Les conditions qui ont accompagné l’émergence de la vie terrestre sont très particulières : présence d’un effet dynamo interne et d’un champ magnétique[13] qui crée autour de la Terre une magnétosphère protégeant la surface des flux de particules chargées du vent solaire ; présence d’un gros satellite naturel, la Lune, stabilisant l’angle de l’axe de rotation propre de la Terre sur le plan orbital[14], existence d’une activité tectonique de plaques. On ne sait pas si ces conditions sont nécessaires à l’émergence de la vie; elles sont évidemment suffisantes puisque nous sommes là.

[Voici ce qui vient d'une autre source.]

//! Bounded per-job log buffers

use crate::WatchError;
use chrono::Local;
use log::info;
use std::collections::VecDeque;
use std::fmt;
use std::str::FromStr;
use std::sync::Mutex;

/// Which of the two buffers to read
#[derive(Debug, Clone, Copy, PartialEq, Eq)]
pub enum JournalKind {
    /// Service events in console form
    Raw,
    /// Short human-readable summaries
    Friendly,
}

impl fmt::Display for JournalKind {
    fn fmt(&self, f: &mut fmt::Formatter<'_>) -> fmt::Result {
        match self {
            JournalKind::Raw => write!(f, "raw"),
            JournalKind::Friendly => write!(f, "friendly"),
        }
    }
}

impl FromStr for JournalKind {
    type Err = WatchError;

    fn from_str(s: &str) -> Result<Self, Self::Err> {
        match s.to_lowercase().as_str() {
            "raw" => Ok(JournalKind::Raw),
            "friendly" | "human" => Ok(JournalKind::Friendly),
            other => Err(WatchError::Validation(format!("unknown log kind '{}'", other))),
        }
    }
}

/// Raw and friendly ring buffers of one monitor, oldest line first
#[derive(Debug)]
pub struct Journal {
    job_id: i64,
    capacity: usize,
    raw: Mutex<VecDeque<String>>,
    friendly: Mutex<VecDeque<String>>,
}

impl Journal {
    pub fn new(job_id: i64, capacity: usize) -> Self {
        Self {
            job_id,
            capacity: capacity.max(1),
            raw: Mutex::new(VecDeque::new()),
            friendly: Mutex::new(VecDeque::new()),
        }
    }

    pub fn raw(&self, line: &str) {
        self.push(JournalKind::Raw, line);
    }

    /// Friendly lines are mirrored to the process log
    pub fn friendly(&self, line: &str) {
        info!("[job {}] {}", self.job_id, line);
        self.push(JournalKind::Friendly, line);
    }

    pub fn lines(&self, kind: JournalKind) -> Vec<String> {
        let buffer = self.buffer(kind).lock().unwrap_or_else(|e| e.into_inner());
        buffer.iter().cloned().collect()
    }

    fn buffer(&self, kind: JournalKind) -> &Mutex<VecDeque<String>> {
        match kind {
            JournalKind::Raw => &self.raw,
            JournalKind::Friendly => &self.friendly,
        }
    }

    fn push(&self, kind: JournalKind, line: &str) {
        let stamped = format!("[{}] {}", Local::now().format("%Y-%m-%d %H:%M:%S"), line);
        let mut buffer = self.buffer(kind).lock().unwrap_or_else(|e| e.into_inner());
        if buffer.len() == self.capacity {
            buffer.pop_front();
        }
        buffer.push_back(stamped);
    }
}

#[cfg(test)]
mod tests {
    use super::*;

    #[test]
    fn test_capacity_drops_oldest() {
        let journal = Journal::new(1, 2);
        journal.raw("one");
        journal.raw("two");
        journal.raw("three");

        let lines = journal.lines(JournalKind::Raw);
        assert_eq!(lines.len(), 2);
        assert!(lines[0].ends_with("two"));
        assert!(lines[1].ends_with("three"));
        assert!(journal.lines(JournalKind::Friendly).is_empty());
    }

    #[test]
    fn test_timestamp_prefix() {
        let journal = Journal::new(1, 10);
        journal.friendly("device online");
        let line = &journal.lines(JournalKind::Friendly)[0];
        // "[YYYY-MM-DD HH:MM:SS] "
        assert_eq!(&line[0..1], "[");
        assert_eq!(&line[20..22], "] ");
        assert!(line.ends_with("device online"));
    }

    #[test]
    fn test_kind_parse() {
        assert_eq!("RAW".parse::<JournalKind>().unwrap(), JournalKind::Raw);
        assert_eq!("friendly".parse::<JournalKind>().unwrap(), JournalKind::Friendly);
        assert!("verbose".parse::<JournalKind>().is_err());
    }
}
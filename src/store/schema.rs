//! Table definitions

use rusqlite::Connection;

/// Create all tables and indexes
pub fn create_tables(conn: &Connection) -> rusqlite::Result<()> {
    conn.execute_batch(
        r#"
        -- Devices: one row per address, liveness tracked per discovery method
        CREATE TABLE IF NOT EXISTS devices (
            id INTEGER PRIMARY KEY AUTOINCREMENT,
            ip TEXT UNIQUE NOT NULL,
            mac TEXT,
            hostname TEXT,
            vendor TEXT,
            os TEXT,
            tags TEXT,
            note TEXT,
            first_seen TEXT NOT NULL,
            cli_last_seen TEXT,
            cli_offline_at TEXT,
            rest_last_seen TEXT,
            rest_offline_at TEXT
        );

        CREATE TABLE IF NOT EXISTS scheduled_jobs (
            id INTEGER PRIMARY KEY AUTOINCREMENT,
            name TEXT NOT NULL,
            ranges TEXT NOT NULL,
            method TEXT NOT NULL,
            params TEXT NOT NULL DEFAULT '{}',
            cron TEXT NOT NULL,
            enabled INTEGER NOT NULL DEFAULT 1,
            last_run_at TEXT,
            created_at TEXT NOT NULL,
            updated_at TEXT NOT NULL
        );

        CREATE TABLE IF NOT EXISTS scan_runs (
            token TEXT PRIMARY KEY,
            ranges TEXT NOT NULL,
            method TEXT NOT NULL,
            params TEXT NOT NULL DEFAULT '{}',
            status TEXT NOT NULL,
            progress INTEGER NOT NULL DEFAULT 0,
            output TEXT NOT NULL DEFAULT '',
            total_hosts INTEGER NOT NULL DEFAULT 0,
            online_count INTEGER NOT NULL DEFAULT 0,
            new_count INTEGER NOT NULL DEFAULT 0,
            offline_count INTEGER NOT NULL DEFAULT 0,
            error TEXT,
            created_at TEXT NOT NULL,
            started_at TEXT,
            finished_at TEXT
        );

        CREATE TABLE IF NOT EXISTS job_executions (
            id INTEGER PRIMARY KEY AUTOINCREMENT,
            job_id INTEGER NOT NULL,
            started_at TEXT NOT NULL,
            finished_at TEXT,
            status TEXT NOT NULL,
            online_count INTEGER NOT NULL DEFAULT 0,
            new_count INTEGER NOT NULL DEFAULT 0,
            offline_count INTEGER NOT NULL DEFAULT 0,
            output TEXT,
            error TEXT,
            FOREIGN KEY (job_id) REFERENCES scheduled_jobs(id) ON DELETE CASCADE
        );

        CREATE TABLE IF NOT EXISTS app_config (
            key TEXT PRIMARY KEY,
            value TEXT NOT NULL,
            updated_at TEXT NOT NULL
        );

        CREATE TABLE IF NOT EXISTS ban_targets (
            ip TEXT PRIMARY KEY,
            note TEXT,
            added_at TEXT NOT NULL
        );

        CREATE TABLE IF NOT EXISTS ban_log (
            id INTEGER PRIMARY KEY AUTOINCREMENT,
            action TEXT NOT NULL,
            targets TEXT NOT NULL,
            detail TEXT,
            created_at TEXT NOT NULL
        );

        CREATE TABLE IF NOT EXISTS system_events (
            id INTEGER PRIMARY KEY AUTOINCREMENT,
            event_type TEXT NOT NULL,
            category TEXT NOT NULL,
            message TEXT NOT NULL,
            details TEXT,
            severity TEXT NOT NULL,
            created_at TEXT NOT NULL
        );

        CREATE INDEX IF NOT EXISTS idx_executions_job ON job_executions(job_id, started_at);
        CREATE INDEX IF NOT EXISTS idx_runs_created ON scan_runs(created_at);
        CREATE INDEX IF NOT EXISTS idx_events_created ON system_events(created_at);
        "#,
    )
}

La vie elle apparue ailleurs dans le système solaire (et si oui, y est-elle encore présente) ?

Le cas de Mars

La cible prioritaire est bien évidemment Mars. Mars est aujourd’hui une planète froide et sèche, mais l’eau a coulé jadis à sa surface comme le montre l’existence de réseaux hydrographiques et de delta fluviaux aujourd’hui asséchés ; des indices, par exemple des détails géologiques interprétables comme une ligne de rivage, suggèrent qu’un océan aurait pu recouvrir l’hémisphère nord de la planète ; la sonde européenne Mars Express en orbite autour de Mars depuis 2004 a aussi mis en évidence des minéraux comme des argiles et du gypse qui se forment en présence d’eau[15]. De l’eau est encore présente de nos jours sous forme de glace dans les calottes polaires et dans le sol gelé mais en surface, les conditions de température et de pression interdisent la présence d’eau pure à l’état liquide.

Paysage martien: le cratère Bonneville vu par le robot Spirit (crédit : NASA/JPL)
Mars il y a 4 milliards d’années, vue d’artiste (crédit : ESO/M. Kornmesser)
Osuga valles vu par Mars Express (crédit : ESA/DLR/FU Berlin)
Reull vallis vu par Mars Express (crédit : ESA/DLR/FU Berlin)
Delta dans le cratère Eberswalde vu par Mars Global Surveyor (crédit : NASA/JPL)
Ravines sur Mars observées par Mars Global Surveyor (crédit : NASA/JPL)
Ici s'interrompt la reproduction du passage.